- Front cover art
- Developer(s): Martin Edmondson and Nicholas Chamberlain
- Publisher(s): Superior Software, ProAction, Superior Interactive
- Designer(s): Martin Edmondson & Nicholas Chamberlain (BBC Micro / Acorn Electron) John Wallace (Acorn Archimedes / Risc PC) Darren Izzard (Windows)
- Platform(s): BBC Micro Acorn Electron Acorn Archimedes Risc PC Microsoft Windows
- Release: 1986 (BBC/Electron) 1994 (Archimedes) 1997 (Risc PC) 2003 (Windows)
- Genre(s): Action-adventure game
- Mode(s): Single-player

= Ravenskull (video game) =

1986 video game

Ravenskull is a British graphic adventure video game. It was originally developed by Martin Edmondson and Nicholas Chamberlain for the BBC Micro and Acorn Electron and released by Superior Software (now known as Superior Interactive) in 1986.

==Gameplay==

The adventurer collects a treasure piece (BBC Micro)

The player may choose from one of four character types: an Adventurer, a Wizard, a Warrior or an Elf.

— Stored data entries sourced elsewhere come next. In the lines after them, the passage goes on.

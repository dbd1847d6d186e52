//! Error types for plasmo_core.

use thiserror::Error;

/// Result type alias using [`CoreError`].
pub type Result<T> = std::result::Result<T, CoreError>;

/// Core errors raised while decoding images and assembling batches.
#[derive(Error, Debug)]
pub enum CoreError {
    /// The input bytes could not be decoded as a raster image.
    #[error("Invalid image: {0}")]
    InvalidImage(String),

    /// Invalid array or tensor shape provided.
    #[error("Invalid shape: expected {expected}, got {got}")]
    InvalidShape {
        /// Expected shape description.
        expected: String,
        /// Actual shape description.
        got: String,
    },

    /// Shape mismatch between items that must agree.
    #[error("Shape mismatch: {0}")]
    ShapeMismatch(String),

    /// An image could not be encoded.
    #[error("Encoding error: {0}")]
    EncodeError(String),

    /// Tensor data could not be read back.
    #[error("Tensor data error: {0}")]
    DataError(String),
}
//! Batch prediction with per-item failure isolation.

use burn::prelude::*;
use burn::tensor::backend::AutodiffBackend;
use image::RgbImage;
use ndarray::Array3;
use plasmo_analysis::{Decision, PredictionRecord};
use plasmo_core::ImageBatch;
use plasmo_explain::OverlayArtifact;
use serde::{Deserialize, Serialize};

use crate::error::{PipelineError, Result};
use crate::pipeline::Pipeline;
use crate::predictor::render_overlay;
use crate::response::round_to;

/// Outcome of one batch item.
#[derive(Debug, Clone)]
pub enum ItemOutcome {
    /// The image was classified.
    Success {
        /// Position in the input.
        index: usize,
        /// Caller-supplied name.
        filename: String,
        /// Score, decision and confidence.
        record: PredictionRecord,
        /// Composited heatmap, if explanation succeeded.
        overlay: Option<OverlayArtifact>,
    },
    /// The image could not be classified.
    Failed {
        /// Position in the input.
        index: usize,
        /// Caller-supplied name.
        filename: String,
        /// Error message.
        error: String,
    },
}

impl ItemOutcome {
    /// Position in the input.
    pub fn index(&self) -> usize {
        match self {
            Self::Success { index, .. } | Self::Failed { index, .. } => *index,
        }
    }

    /// Caller-supplied name.
    pub fn filename(&self) -> &str {
        match self {
            Self::Success { filename, .. } | Self::Failed { filename, .. } => filename,
        }
    }

    /// Check if the item was classified.
    pub fn is_success(&self) -> bool {
        matches!(self, Self::Success { .. })
    }

    /// Prediction record of a successful item.
    pub fn record(&self) -> Option<&PredictionRecord> {
        match self {
            Self::Success { record, .. } => Some(record),
            Self::Failed { .. } => None,
        }
    }

    /// Overlay of a successful item.
    pub fn overlay(&self) -> Option<&OverlayArtifact> {
        match self {
            Self::Success { overlay, .. } => overlay.as_ref(),
            Self::Failed { .. } => None,
        }
    }
}

/// Statistics over a batch.
#[derive(Debug, Clone, PartialEq, Serialize, Deserialize)]
pub struct AggregateSummary {
    /// Items submitted.
    pub total_images: usize,
    /// Items classified.
    pub successful: usize,
    /// Items that failed.
    pub failed: usize,
    /// Successful items decided positive.
    pub parasitized_count: usize,
    /// Successful items decided negative.
    pub uninfected_count: usize,
    /// Mean of the per-item confidences as reported, i.e. rounded to two
    /// decimals.
    pub average_confidence: Option<f64>,
    /// Positive iff more than half of the successful items are positive.
    pub overall_result: Option<Decision>,
}

impl AggregateSummary {
    /// Summarize `outcomes`.
    pub fn from_outcomes(outcomes: &[ItemOutcome]) -> Self {
        let records: Vec<&PredictionRecord> = outcomes.iter().filter_map(ItemOutcome::record).collect();
        let successful = records.len();
        let parasitized_count = records.iter().filter(|r| r.decision.is_positive()).count();

        let (average_confidence, overall_result) = if successful == 0 {
            (None, None)
        } else {
            let mean =
                records.iter().map(|r| round_to(r.confidence, 2)).sum::<f64>() / successful as f64;
            let overall = if 2 * parasitized_count > successful {
                Decision::Positive
            } else {
                Decision::Negative
            };
            (Some(mean), Some(overall))
        };

        Self {
            total_images: outcomes.len(),
            successful,
            failed: outcomes.len() - successful,
            parasitized_count,
            uninfected_count: successful - parasitized_count,
            average_confidence,
            overall_result,
        }
    }
}

/// Per-item outcomes in input order plus their summary.
#[derive(Debug, Clone)]
pub struct BatchResult {
    /// One outcome per input item, ordered by index.
    pub items: Vec<ItemOutcome>,
    /// Batch statistics.
    pub aggregate: AggregateSummary,
}

struct Decoded {
    index: usize,
    original: RgbImage,
    array: Array3<f32>,
}

struct ExplainJob<B: Backend> {
    slot: usize,
    index: usize,
    filename: String,
    input: Tensor<B, 4>,
    original: RgbImage,
    decision: Decision,
}

impl<B: AutodiffBackend> Pipeline<B> {
    /// Classify and explain a batch of `(filename, bytes)` pairs.
    ///
    /// Never fails as a whole: undecodable images, a failed forward pass
    /// or a failed calibration mark the affected items as failed, and
    /// explanation failures only drop the item's overlay.
    pub fn run_batch<N, D>(&self, images: &[(N, D)]) -> BatchResult
    where
        N: AsRef<str>,
        D: AsRef<[u8]>,
    {
        let filename = |index: usize| images[index].0.as_ref().to_string();
        let mut slots: Vec<Option<ItemOutcome>> = (0..images.len()).map(|_| None).collect();

        let mut decoded = Vec::with_capacity(images.len());
        for (index, (name, bytes)) in images.iter().enumerate() {
            match self.codec.load(bytes.as_ref()) {
                Ok(image) => decoded.push(Decoded {
                    index,
                    original: image.original,
                    array: image.array,
                }),
                Err(e) => {
                    tracing::warn!(index, filename = name.as_ref(), error = %e, "image could not be decoded");
                    slots[index] = Some(ItemOutcome::Failed {
                        index,
                        filename: filename(index),
                        error: e.to_string(),
                    });
                }
            }
        }
        tracing::info!(total = images.len(), decoded = decoded.len(), "batch started");

        if !decoded.is_empty() {
            match self.score(&decoded) {
                Ok((batch, scores)) => {
                    let mut jobs = Vec::new();
                    let mut successes = Vec::new();
                    for (k, (item, raw)) in decoded.into_iter().zip(scores).enumerate() {
                        let name = filename(item.index);
                        let record = match self.calibrator.calibrate(f64::from(raw)) {
                            Ok(record) => record,
                            Err(e) => {
                                tracing::warn!(index = item.index, filename = %name, error = %e, "calibration failed");
                                slots[item.index] = Some(ItemOutcome::Failed {
                                    index: item.index,
                                    filename: name,
                                    error: e.to_string(),
                                });
                                continue;
                            }
                        };

                        let slot = successes.len();
                        if self.config.explain {
                            match batch.item(k) {
                                Ok(input) => jobs.push(ExplainJob {
                                    slot,
                                    index: item.index,
                                    filename: name.clone(),
                                    input,
                                    original: item.original,
                                    decision: record.decision,
                                }),
                                Err(e) => tracing::warn!(index = item.index, error = %e, "batch item unavailable for explanation"),
                            }
                        }
                        successes.push((item.index, name, record));
                    }

                    let mut overlays: Vec<Option<OverlayArtifact>> =
                        (0..successes.len()).map(|_| None).collect();
                    for (slot, overlay) in self.explain_all(jobs) {
                        overlays[slot] = overlay;
                    }

                    for ((index, filename, record), overlay) in successes.into_iter().zip(overlays) {
                        slots[index] = Some(ItemOutcome::Success {
                            index,
                            filename,
                            record,
                            overlay,
                        });
                    }
                }
                Err(e) => {
                    tracing::warn!(error = %e, items = decoded.len(), "batch forward pass failed");
                    let message = e.to_string();
                    for item in decoded {
                        slots[item.index] = Some(ItemOutcome::Failed {
                            index: item.index,
                            filename: filename(item.index),
                            error: message.clone(),
                        });
                    }
                }
            }
        }

        let items: Vec<ItemOutcome> = slots.into_iter().flatten().collect();
        let aggregate = AggregateSummary::from_outcomes(&items);
        tracing::info!(
            successful = aggregate.successful,
            failed = aggregate.failed,
            parasitized = aggregate.parasitized_count,
            "batch finished"
        );
        BatchResult { items, aggregate }
    }

    /// One forward pass over every decoded image.
    fn score(&self, decoded: &[Decoded]) -> Result<(ImageBatch<B>, Vec<f32>)> {
        let arrays: Vec<Array3<f32>> = decoded.iter().map(|d| d.array.clone()).collect();
        let batch = ImageBatch::<B>::from_arrays(&arrays, &self.device)?;
        let scores = self.classifier.raw_scores(&batch)?;
        if scores.len() != decoded.len() {
            return Err(PipelineError::MissingScore {
                expected: decoded.len(),
                got: scores.len(),
            });
        }
        Ok((batch, scores))
    }

    fn explain_all(&self, jobs: Vec<ExplainJob<B>>) -> Vec<(usize, Option<OverlayArtifact>)> {
        let overlay_config = &self.config.overlay;
        self.pool.fan_out(&self.explainer, jobs, |explainer, job| {
            let overlay = match render_overlay(
                explainer,
                overlay_config,
                &job.original,
                job.input,
                job.decision,
            ) {
                Ok(artifact) => Some(artifact),
                Err(e) => {
                    tracing::warn!(
                        index = job.index,
                        filename = %job.filename,
                        error = %e,
                        "explanation failed, item kept without overlay"
                    );
                    None
                }
            };
            (job.slot, overlay)
        })
    }
}

#[cfg(test)]
mod tests {
    use super::*;
    use crate::config::PipelineConfig;
    use image::Rgb;
    use plasmo_core::backend::{Autodiff, NdArray};
    use plasmo_core::{encode_png, CodecConfig};
    use plasmo_models::VggConfig;
    use pretty_assertions::assert_eq;

    type TestBackend = Autodiff<NdArray>;

    fn pipeline() -> Pipeline<TestBackend> {
        let config = PipelineConfig::new(VggConfig::tiny())
            .with_codec(CodecConfig::square(32))
            .with_workers(2)
            .with_seed(11);
        Pipeline::new(config, Default::default()).unwrap()
    }

    fn png(level: u8, size: u32) -> Vec<u8> {
        let image = RgbImage::from_fn(size, size, |x, y| {
            Rgb([level, level.wrapping_add((x * 3) as u8), level.wrapping_add((y * 5) as u8)])
        });
        encode_png(&image).unwrap()
    }

    fn record(decision: Decision, confidence: f64) -> ItemOutcome {
        ItemOutcome::Success {
            index: 0,
            filename: String::new(),
            record: PredictionRecord {
                raw_score: 0.5,
                decision,
                confidence,
            },
            overlay: None,
        }
    }

    fn failed() -> ItemOutcome {
        ItemOutcome::Failed {
            index: 0,
            filename: String::new(),
            error: "bad".to_string(),
        }
    }

    #[test]
    fn test_aggregate_majority() {
        let outcomes = vec![
            record(Decision::Positive, 90.0),
            record(Decision::Positive, 80.0),
            record(Decision::Negative, 100.0),
            failed(),
        ];
        let summary = AggregateSummary::from_outcomes(&outcomes);
        assert_eq!(summary.total_images, 4);
        assert_eq!(summary.successful, 3);
        assert_eq!(summary.failed, 1);
        assert_eq!(summary.parasitized_count, 2);
        assert_eq!(summary.uninfected_count, 1);
        assert_eq!(summary.average_confidence, Some(90.0));
        assert_eq!(summary.overall_result, Some(Decision::Positive));
    }

    #[test]
    fn test_average_uses_reported_confidences() {
        let outcomes = vec![
            record(Decision::Positive, 33.334),
            record(Decision::Positive, 33.334),
            record(Decision::Negative, 33.338),
        ];
        let summary = AggregateSummary::from_outcomes(&outcomes);
        // 33.33, 33.33 and 33.34 as displayed
        let average = summary.average_confidence.unwrap();
        assert!((average - 100.0 / 3.0).abs() < 1e-9, "{average}");
        assert_eq!(round_to(average, 2), 33.33);
    }

    #[test]
    fn test_aggregate_tie_is_negative() {
        let outcomes = vec![record(Decision::Positive, 70.0), record(Decision::Negative, 96.0)];
        let summary = AggregateSummary::from_outcomes(&outcomes);
        assert_eq!(summary.overall_result, Some(Decision::Negative));
    }

    #[test]
    fn test_aggregate_without_successes() {
        let summary = AggregateSummary::from_outcomes(&[failed(), failed()]);
        assert_eq!(summary.successful, 0);
        assert_eq!(summary.failed, 2);
        assert_eq!(summary.average_confidence, None);
        assert_eq!(summary.overall_result, None);
    }

    #[test]
    fn test_corrupt_item_is_isolated() {
        let pipeline = pipeline();
        let images = vec![
            ("a.png", png(200, 40)),
            ("broken.png", b"garbage".to_vec()),
            ("c.png", png(90, 36)),
        ];
        let result = pipeline.run_batch(&images);

        assert_eq!(result.items.len(), 3);
        assert_eq!(
            result.items.iter().map(ItemOutcome::index).collect::<Vec<_>>(),
            vec![0, 1, 2]
        );
        assert!(result.items[0].is_success());
        assert!(!result.items[1].is_success());
        assert_eq!(result.items[1].filename(), "broken.png");
        assert!(result.items[2].is_success());
        assert_eq!(result.aggregate.successful, 2);
        assert_eq!(result.aggregate.failed, 1);

        let overlay = result.items[2].overlay().unwrap();
        assert_eq!(overlay.image().dimensions(), (36, 36));
    }

    #[test]
    fn test_empty_batch() {
        let pipeline = pipeline();
        let images: Vec<(String, Vec<u8>)> = Vec::new();
        let result = pipeline.run_batch(&images);
        assert!(result.items.is_empty());
        assert_eq!(result.aggregate.total_images, 0);
        assert_eq!(result.aggregate.overall_result, None);
    }

    #[test]
    fn test_batch_of_one_matches_predict() {
        let pipeline = pipeline();
        let bytes = png(150, 32);
        let single = pipeline.predict(&bytes).unwrap();
        let batch = pipeline.run_batch(&[("x.png", bytes)]);

        let record = batch.items[0].record().unwrap();
        assert_eq!(record, &single.record);
        assert_eq!(
            batch.items[0].overlay().unwrap().image(),
            single.overlay.unwrap().image()
        );
    }
}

The choice defines both the graphics for the character's player and the treasure pieces to be collected.

==Plot==

The player is tasked with entering Baron Strieg's Castle Ravenskull in order to defend the village of Austberg and retrieve a stolen silver crucifix, which has been split into quarters and found on four different levels of the castle.

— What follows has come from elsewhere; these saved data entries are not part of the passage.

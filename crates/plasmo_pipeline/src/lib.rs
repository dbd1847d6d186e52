//! # plasmo_pipeline
//!
//! Single-image and batch prediction with explanations for plasmo-rs.
//!
//! This crate provides:
//! - [`PipelineConfig`] loaded from JSON with defaults for every field
//! - [`Pipeline`] wiring codec, classifier, explainer and calibrator
//! - [`Pipeline::predict`] and [`Pipeline::run_batch`]
//! - [`WorkerPool`] fanning explanations out over a thread pool
//! - Serializable response and health types
//!
//! ## Example
//!
//! ```rust,ignore
//! use plasmo_pipeline::{BatchResponse, Pipeline, PipelineConfig};
//!
//! let config = PipelineConfig::from_file("plasmo.json")?;
//! let pipeline = Pipeline::<DefaultBackend>::new(config, device)?;
//!
//! let result = pipeline.run_batch(&[("a.png", bytes_a), ("b.png", bytes_b)]);
//! println!("{}", serde_json::to_string(&BatchResponse::from(&result))?);
//! ```

#![deny(unsafe_code)]
#![warn(missing_docs)]
#![warn(clippy::all)]

pub mod batch;
pub mod config;
mod error;
mod pipeline;
pub mod pool;
pub mod predictor;
pub mod response;
mod status;

pub use batch::{AggregateSummary, BatchResult, ItemOutcome};
pub use config::{CalibrationConfig, PipelineConfig, DEFAULT_TARGET_LAYER};
pub use error::{PipelineError, Result};
pub use pipeline::Pipeline;
pub use pool::WorkerPool;
pub use predictor::{mode_for, Prediction};
pub use response::{
    AggregateResponse, BatchItemResponse, BatchResponse, Interpretation, PredictionResponse,
};
pub use status::StatusReport;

The castle is defended on all four levels by the vicious Ravenbees. Direct contact would cause the player to lose a life. Each Ravenbee moved on a set course moving back and forth along a row, horizontally at a uniform speed matching the normal speed of the player's character. To complete each level and progress to the next level, a player is required to collect all of the treasure pieces before being able to pick up the crucifix quarter section. On completing a level and starting the next, then a jump facility would become available by pressing J to start a game at any level that had been reached. Objects could be picked up, used and dropped - the maximum objects were three that could be carried around in the inventory. Objects could be examined by pressing E, and keys would have an assigned letter for identifying it. Doors and gates were opened using the keys, and barrels could be pushed in any direction in mini puzzles on the map. The objective was to complete all four levels consecutively, without losing a life, and without using the level jump facility. On successfully doing this it produces a congratulatory message to appear on the screen: "Well done Done it!" Superior Software had held a competition with a cash prize offered, and stating a deadline for entering it. The main objects that had featured in the levels is described below:

Level 1 - Castle Ravenskull: Keys (for opening doors and gates). 3 magic scrolls (teleportation, temporary door opening and lightning strike). Axes for removing a wall section. Hazards include acid pools causing loss of a life on contact.

Level 2 - The Catacombs: Keys. A spade for digging out the sections of earth in a poisonous plant maze. A fish that boosts health. A potion which slows down players movement, but increases the health. A Magic scroll for cancelling out the effect of the potion, to restore the speed of player movement. Another magic scroll (teleportation). Hazards include poisonous plants and spiked discs causing loss of a life on contact.

Level 3 - The Bees Hive: Keys. A glass of wine that boosts player health and inverts character movement direction for the keyboard controls i.e. pressing left moves the character right. A compass to restore the keyboard controls back to normal. A magic scroll (time chime) to indicate when a specific door opens and closes for a split second, enabling a player to know how to time it correctly and avoid the Ravenbee in the process. A bow with unlimited arrows, which is used to kill the Ravenbees on being obtained in the inventory. A detonator to activate, causing the removal of four wall sections - one directly above, below, left and right of wherever the dynamite object has been collected and dropped into position.

Level 4 - The Time Shaft: Keys. The bow and arrow. The spade. A cake that boosts health, and permits the pushing of barrels. A bell that rings but may not have any specific use. A magic scroll (teleportation). A scroll and potion that speed up movement.

==Releases==

Ravenskull loading screen
(BBC Micro)

Superior released a 32-bit port for the Acorn Archimedes on their Play It Again Sam 4 compilation in 1994. This version was not compatible with the Risc PC so a new version was released by ProAction in 1997 on their issue of PIAS 4. A fully revamped Microsoft Windows version was released in 2003 by Superior Interactive, the modern publishing label of Superior Software, with new graphics and a significantly larger second set of levels known as "Castle Danube".

The possibility of a mobile port from Masabi was circulated in May 2002, but never appeared.

==Reception==
On its original release Ravenskull reached number 3 in both the BBC and Electron charts compiled by Gallup. The budget release of the Electron version, published by CDS Microsystems on their Blue Ribbon label, also reached number 3 in early 1989.